Open Nirma opened 7 months ago

Nirma commented 7 months ago

I love swiftformat and use it often, but unfortunately I came across an issue with the rule redundantInit.

I had a struct that was defined something like this:

struct Item {
    let name: String

    init(name: String) {
        self.name = name
    }

    #if SOMETHING
    init(customType: CustomType) {
        ...
    }
    #endif
}

The issue is that when SOMETHING evaluates to true the special initializer init(customType: CustomType) is defined but that causes the swift compiler to no longer provide a synthesized initializer if redundantInit deletes the normal initializer which was provided explicitly so that it is accessible even when compiling with the flag SOMETHING set to true.

I know another way that would work with the current implementation of redundantInit would be to provide the initializer init(customType: CustomType) via an extension that is defined conditionally by the flag SOMETHING.

struct Item {
    let name: String
}

#if SOMETHING
extension Item {
    init(customType: CustomType) {
        ...
    }
}
#endif

...come to think of it this is cleaner perhaps but I still wanted to confirm if this is expected behavior or not.

Thanks!

nicklockwood commented 7 months ago

@Nirma this is a bug.

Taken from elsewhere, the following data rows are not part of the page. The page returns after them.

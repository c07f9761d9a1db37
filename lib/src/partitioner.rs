//! The driver loop: seeds the initial cut size, then repeats FM passes until one is unproductive.

use crate::ids::Part;
use crate::netlist::Netlist;
use crate::pass::{run_pass, PassReport};

/// Tunable knobs for a [`Partitioner`]. `balance_factor` is the only parameter the FM algorithm
/// itself exposes; everything else about a run (logging verbosity, reporting) is owned by the
/// caller, not the core crate.
#[derive(Debug, Clone, Copy)]
pub struct Config {
    /// Fraction in `(0, 1)`; each part must hold at least `floor(cell_num * balance_factor)`
    /// cells after every completed pass.
    pub balance_factor: f64,
}

impl Config {
    pub fn new(balance_factor: f64) -> Self {
        assert!(
            balance_factor > 0.0 && balance_factor < 1.0,
            "balance_factor must be in (0, 1), got {balance_factor}"
        );
        Self { balance_factor }
    }
}

/// Final outcome of a complete run: the cut size after the last (unproductive) pass, how many
/// passes were run, and the resulting per-part cell counts.
#[derive(Debug, Clone, Copy)]
pub struct PartitionResult {
    pub cut_size: usize,
    pub passes_run: usize,
    pub part_size: [u32; 2],
}

/// Drives repeated FM passes over a [`Netlist`] until one pass makes no improving move.
///
/// This owns the netlist for the partitioner's whole lifetime; passes run one after another on
/// the same execution context — single-threaded, synchronous, no suspension points.
pub struct Partitioner {
    netlist: Netlist,
    min_size: u32,
    cut_size: usize,
    passes_run: usize,
}

impl Partitioner {
    pub fn new(netlist: Netlist, config: Config) -> Self {
        let min_size = (netlist.cell_num() as f64 * config.balance_factor) as u32;
        let cut_size = netlist.recompute_cut_size();
        Self {
            netlist,
            min_size,
            cut_size,
            passes_run: 0,
        }
    }

    pub fn netlist(&self) -> &Netlist {
        &self.netlist
    }

    pub fn cut_size(&self) -> usize {
        self.cut_size
    }

    /// Runs passes until one is unproductive, calling `on_pass` after each pass with its report
    /// (the CLI crate uses this to print its per-pass progress line).
    pub fn run(&mut self, mut on_pass: impl FnMut(&PassReport)) -> PartitionResult {
        loop {
            let report = run_pass(&mut self.netlist, self.min_size);
            debug_assert_eq!(
                self.cut_size as i64 - report.max_acc_gain,
                self.netlist.recompute_cut_size() as i64,
                "cut size tracked incrementally must match a from-scratch recount",
            );
            self.cut_size -= report.max_acc_gain as usize;
            self.passes_run += 1;
            on_pass(&report);
            if !report.is_productive() {
                break;
            }
        }

        PartitionResult {
            cut_size: self.cut_size,
            passes_run: self.passes_run,
            part_size: [
                self.netlist.part_size(Part::A),
                self.netlist.part_size(Part::B),
            ],
        }
    }
}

I'll try to get it fixed, but your proposed workaround seems reasonable in the meantime.

nicklockwood commented 7 months ago

@Nirma I've not been able to reproduce the actual bug here. I think maybe your code sample was too simplified to reproduce it? What did SwiftFormat actually do to mangle your original code?

Nirma commented 7 months ago

@nicklockwood Yes, I am guilty as charged with oversimplifying the example code too much!

Will try to recreate the issue with the offending code later and remove any specifics to the project.